Nowhere are the front lines as challenging as in remote, rural and exurban communities such as those of South Africa, the most severely affected country on the continent with 694,537 cases, according to the Africa Centres for Disease Control and Prevention’s October 13 statistics.
“Each and every day, you put on your uniform and take care of your patients,” Kedibone Mdolo, acting provincial secretary of the union Democratic Nursing Organisation of South Africa (DENOSA), told Reuters. “You are the light, especially in this time of COVID. When people are dying from loneliness in the wards, nurses are there by their side.”
In Taung District Hospital in South Africa’s North West province, red, yellow and white candles — for DENOSA’s colors — burned in honor of the nurses who risk exposure nearly every day. One of their own, a nurse named Dudu who worked about 70 kilometers west in a tiny cattle town called Reivilo, died in July.
With about 28 million nurses in the world, the WHO estimates 6 million more are needed, and 90% of the shortfall occurs in low- and middle-income nations such as South Africa.
When Dudu died, her nursing colleagues in Reivilo had to work longer hours beyond their 12-hour shifts.
Conditions across South Africa took a harsh toll on nurses, as the country slogged to an August peak of 12,000 cases a day. Inadequate facilities, sporadic pay and widespread lack of personal protective equipment forced nurses to frequently reuse or go without, leading to protests around the continent.

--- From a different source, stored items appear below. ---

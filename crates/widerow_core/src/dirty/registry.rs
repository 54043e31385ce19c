//! Per-entity dirty registry.

use crate::metadata::PropertyMeta;
use crate::types::AttributeId;
use parking_lot::Mutex;
use std::collections::BTreeMap;
use std::fmt;
use std::sync::Arc;

/// Receives dirty marks from collection proxies.
///
/// Proxies never reach a global map; the owning entity injects a listener
/// and every mutation with an observable effect calls
/// [`mark_dirty`](Self::mark_dirty) once.
pub trait DirtyListener {
    /// Records that `attribute` changed and must be flushed using `meta`.
    fn mark_dirty(&self, attribute: &AttributeId, meta: &Arc<PropertyMeta>);
}

/// Mapping from attribute id to the property metadata responsible for it.
///
/// One entry per dirty attribute; marking the same attribute again
/// overwrites the entry. The flush component reads the registry and then
/// clears it at the flush boundary.
///
/// Marking goes through a shared reference, so a proxy and every view
/// derived from it record into the same registry.
#[derive(Default)]
pub struct DirtyRegistry {
    entries: Mutex<BTreeMap<AttributeId, Arc<PropertyMeta>>>,
}

impl DirtyRegistry {
    /// Creates an empty registry.
    #[must_use]
    pub fn new() -> Self {
        Self::default()
    }

    /// Inserts or overwrites the mark for `attribute`.
    pub fn mark(&self, attribute: AttributeId, meta: Arc<PropertyMeta>) {
        tracing::trace!(
            attribute = %attribute,
            property_type = %meta.property_type(),
            "marking attribute dirty"
        );
        self.entries.lock().insert(attribute, meta);
    }

    /// Returns true if `attribute` is marked.
    #[must_use]
    pub fn is_dirty(&self, attribute: &AttributeId) -> bool {
        self.entries.lock().contains_key(attribute)
    }

    /// Returns the metadata recorded for `attribute`.
    #[must_use]
    pub fn get(&self, attribute: &AttributeId) -> Option<Arc<PropertyMeta>> {
        self.entries.lock().get(attribute).cloned()
    }

    /// Returns the number of dirty attributes.
    #[must_use]
    pub fn len(&self) -> usize {
        self.entries.lock().len()
    }

    /// Returns true if nothing is marked.
    #[must_use]
    pub fn is_empty(&self) -> bool {
        self.entries.lock().is_empty()
    }

    /// Returns a copy of the entries, ordered by attribute id.
    #[must_use]
    pub fn snapshot(&self) -> Vec<(AttributeId, Arc<PropertyMeta>)> {
        self.entries
            .lock()
            .iter()
            .map(|(id, meta)| (id.clone(), Arc::clone(meta)))
            .collect()
    }

    /// Removes every mark.
    pub fn clear(&self) {
        let mut entries = self.entries.lock();
        tracing::debug!(count = entries.len(), "clearing dirty registry");
        entries.clear();
    }

    /// Takes every mark, leaving the registry empty.
    #[must_use]
    pub fn drain(&self) -> Vec<(AttributeId, Arc<PropertyMeta>)> {
        let taken = std::mem::take(&mut *self.entries.lock());
        tracing::debug!(count = taken.len(), "draining dirty registry");
        taken.into_iter().collect()
    }
}

impl DirtyListener for DirtyRegistry {
    fn mark_dirty(&self, attribute: &AttributeId, meta: &Arc<PropertyMeta>) {
        self.mark(attribute.clone(), Arc::clone(meta));
    }
}

impl fmt::Debug for DirtyRegistry {
    fn fmt(&self, f: &mut fmt::Formatter<'_>) -> fmt::Result {
        f.debug_set()
            .entries(self.entries.lock().keys())
            .finish()
    }
}
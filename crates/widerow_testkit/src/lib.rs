//! # widerow testkit
//!
//! Test utilities for widerow.
//!
//! This crate provides:
//! - A mapped sample entity whose getters hand out collection proxies
//! - A listener that records every mark
//! - Property-based test generators using proptest
//!
//! ## Usage
//!
//! ```rust,ignore
//! use widerow_testkit::prelude::*;
//!
//! #[test]
//! fn put_marks_preferences() {
//!     let mut bean = CompleteBean::with_preferences(1, Arc::new(complete_bean_meta()));
//!     bean.preferences().put(4, "FR".into());
//!     assert_eq!(bean.dirty().len(), 1);
//! }
//! ```

#![deny(unsafe_code)]
#![warn(missing_docs)]

pub mod fixtures;
pub mod generators;

/// Prelude module for convenient imports
pub mod prelude {
    pub use crate::fixtures::*;
    pub use crate::generators::*;
}

pub use fixtures::*;
pub use generators::*;
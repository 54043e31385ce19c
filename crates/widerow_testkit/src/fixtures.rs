//! Test fixtures: a mapped sample entity and a recording listener.

use parking_lot::Mutex;
use std::collections::{HashMap, HashSet};
use std::sync::Arc;
use widerow_core::{
    AttributeId, Consistency, ConsistencyLevel, DirtyListener, DirtyRegistry, DirtyTarget,
    EntityMeta, FlushPlan, ListProxy, MapProxy, PropertyMeta, PropertyType, SetProxy,
};

/// Class name of the sample entity.
pub const COMPLETE_BEAN: &str = "CompleteBean";

/// Builds property metadata for a field of the sample entity.
pub fn property_meta(field: &str, property_type: PropertyType) -> Arc<PropertyMeta> {
    Arc::new(
        PropertyMeta::builder(COMPLETE_BEAN)
            .field(field)
            .property_type(property_type)
            .build()
            .expect("fixture property metadata is complete"),
    )
}

/// Builds the metadata of the sample entity.
///
/// Fields: `id` (ID), `name` (SIMPLE), `friends` (LIST), `followers` (SET),
/// `preferences` (MAP), `visits` (COUNTER).
pub fn complete_bean_meta() -> EntityMeta {
    EntityMeta::builder(COMPLETE_BEAN)
        .table_name("complete_bean")
        .id_type("Long")
        .id_meta(property_meta("id", PropertyType::Id))
        .property(property_meta("name", PropertyType::Simple))
        .property(property_meta("friends", PropertyType::List))
        .property(property_meta("followers", PropertyType::Set))
        .property(property_meta("preferences", PropertyType::Map))
        .property(property_meta("visits", PropertyType::Counter))
        .consistency(Consistency::uniform(ConsistencyLevel::One))
        .build()
        .expect("fixture entity metadata is complete")
}

/// Sample entity whose getters hand out collection proxies.
pub struct CompleteBean {
    meta: Arc<EntityMeta>,
    dirty: DirtyRegistry,
    id: i64,
    name: String,
    friends: Vec<String>,
    followers: HashSet<String>,
    preferences: HashMap<i32, String>,
    visits: i64,
}

impl CompleteBean {
    /// Creates a loaded, clean instance.
    pub fn new(id: i64, meta: Arc<EntityMeta>) -> Self {
        Self {
            meta,
            dirty: DirtyRegistry::new(),
            id,
            name: String::new(),
            friends: Vec::new(),
            followers: HashSet::new(),
            preferences: HashMap::new(),
            visits: 0,
        }
    }

    /// Creates an instance whose preferences hold `{1: "FR", 2: "Paris", 3: "75014"}`.
    pub fn with_preferences(id: i64, meta: Arc<EntityMeta>) -> Self {
        let mut bean = Self::new(id, meta);
        bean.preferences = HashMap::from([
            (1, "FR".to_string()),
            (2, "Paris".to_string()),
            (3, "75014".to_string()),
        ]);
        bean
    }

    fn meta_of(&self, field: &str) -> &Arc<PropertyMeta> {
        self.meta
            .property_meta(field)
            .expect("fixture field is mapped")
    }

    /// Returns the id.
    pub fn id(&self) -> i64 {
        self.id
    }

    /// Returns the name.
    pub fn name(&self) -> &str {
        &self.name
    }

    /// Sets the name and marks it dirty.
    pub fn set_name(&mut self, name: impl Into<String>) {
        self.name = name.into();
        let meta = Arc::clone(self.meta_of("name"));
        self.dirty.mark(meta.attribute_id().clone(), meta);
    }

    /// Returns the visit counter.
    pub fn visits(&self) -> i64 {
        self.visits
    }

    /// Adds `delta` to the visit counter and marks it dirty.
    pub fn incr_visits(&mut self, delta: i64) {
        self.visits += delta;
        let meta = Arc::clone(self.meta_of("visits"));
        self.dirty.mark(meta.attribute_id().clone(), meta);
    }

    /// Returns the friends list proxy.
    pub fn friends(&mut self) -> ListProxy<'_, String> {
        let meta = self.meta.property_meta("friends").expect("fixture field is mapped");
        ListProxy::new(
            &mut self.friends,
            DirtyTarget::for_property(&self.dirty, meta),
        )
    }

    /// Returns the followers set proxy.
    pub fn followers(&mut self) -> SetProxy<'_, HashSet<String>> {
        let meta = self.meta.property_meta("followers").expect("fixture field is mapped");
        SetProxy::new(
            &mut self.followers,
            DirtyTarget::for_property(&self.dirty, meta),
        )
    }

    /// Returns the preferences map proxy.
    pub fn preferences(&mut self) -> MapProxy<'_, HashMap<i32, String>> {
        let meta = self.meta.property_meta("preferences").expect("fixture field is mapped");
        MapProxy::new(
            &mut self.preferences,
            DirtyTarget::for_property(&self.dirty, meta),
        )
    }

    /// Returns the raw preferences, bypassing the proxy.
    pub fn raw_preferences(&self) -> &HashMap<i32, String> {
        &self.preferences
    }

    /// Returns the dirty registry of this instance.
    pub fn dirty(&self) -> &DirtyRegistry {
        &self.dirty
    }

    /// Plans the flush and clears the registry.
    pub fn flush(&self) -> FlushPlan {
        FlushPlan::drain(&self.meta, &self.dirty)
    }
}

/// A listener that keeps every mark, duplicates included.
///
/// Where [`DirtyRegistry`] collapses repeated marks, this records each call
/// so tests can assert "exactly one mark".
#[derive(Default)]
pub struct RecordingListener {
    marks: Mutex<Vec<(AttributeId, Arc<PropertyMeta>)>>,
}

impl RecordingListener {
    /// Creates an empty listener.
    pub fn new() -> Self {
        Self::default()
    }

    /// Returns the number of marks received.
    pub fn count(&self) -> usize {
        self.marks.lock().len()
    }

    /// Returns the number of marks received for `attribute`.
    pub fn count_for(&self, attribute: &AttributeId) -> usize {
        self.marks
            .lock()
            .iter()
            .filter(|(id, _)| id == attribute)
            .count()
    }

    /// Returns the attribute ids marked, in call order.
    pub fn attributes(&self) -> Vec<AttributeId> {
        self.marks.lock().iter().map(|(id, _)| id.clone()).collect()
    }

    /// Forgets every mark.
    pub fn reset(&self) {
        self.marks.lock().clear();
    }
}

impl DirtyListener for RecordingListener {
    fn mark_dirty(&self, attribute: &AttributeId, meta: &Arc<PropertyMeta>) {
        self.marks
            .lock()
            .push((attribute.clone(), Arc::clone(meta)));
    }
}

#[cfg(test)]
mod tests {
    use super::*;

    #[test]
    fn fixture_meta_is_consistent() {
        let meta = complete_bean_meta();
        assert_eq!(meta.property_metas().len(), 5);
        assert!(!meta.is_valueless());
        assert!(!meta.is_clustered_counter());
        assert!(meta.has_counter());
    }

    #[test]
    fn getters_mark_the_owning_attribute() {
        let mut bean = CompleteBean::new(1, Arc::new(complete_bean_meta()));
        bean.friends().push("alice".to_string());
        bean.followers().insert("bob".to_string());

        assert_eq!(bean.dirty().len(), 2);
        assert!(bean
            .dirty()
            .is_dirty(&AttributeId::for_field(COMPLETE_BEAN, "friends")));
    }

    #[test]
    fn recording_listener_keeps_duplicates() {
        let listener = RecordingListener::new();
        let meta = property_meta("friends", PropertyType::List);
        listener.mark_dirty(meta.attribute_id(), &meta);
        listener.mark_dirty(meta.attribute_id(), &meta);

        assert_eq!(listener.count(), 2);
        assert_eq!(listener.count_for(meta.attribute_id()), 2);
        listener.reset();
        assert_eq!(listener.count(), 0);
    }
}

Patients often have it worse.
Vicky Shikwambana works at Taung hospital and manages the only COVID-19 ward in a municipality of about 200,000 people. If patients’ symptoms worsen, they must be moved 250 kilometers for treatment at Klerksdorp Hospital.
“We only have one ventilator in the whole hospital,” Shikwambana told Reuters. “What can we do?”
Rural South Africa presents a host of challenges, according to Dr. Liesbet Ohler of Medecins Sans Frontieres (Doctors Without Borders), who worked in the town of Eshowe near the east coast.
“Strategies that worked in cities are not necessarily a good fit,” she said on her organization’s website. “The distances between clinics are greater, there are fewer health resources and governance systems are often multilayered, to name just a few of the challenges.”
DENOSA General Secretary Cassim Lekhoathi complained in April about inadequate training on handling patients suspected of having COVID-19. The organization also sounded alarms over equipment shortages. That led to a court case that spurred the government’s ministers of health and labor to buy more equipment at a time when global prices were soaring.
“We cannot go open-faced into the war zone,” Lekhoathi told South African online newspaper The Daily Maverick. “They will go to work but will not put themselves in a position to be exposed to COVID-19. I will not get it past my conscience to send our medical workers to their death.”
Help has come in the form of organizations like the Rural Health Advocacy Project, which reports shortages of equipment and medicine, as well as international donations. The U.S. ambassador to South Africa in August announced more than $350,000 worth of equipment donations.
For first responders in rural South Africa, perseverance is key.
“We have to keep working because this is a pandemic,” Shikwambana said, “My family are nervous about me working here, but they are also proud.”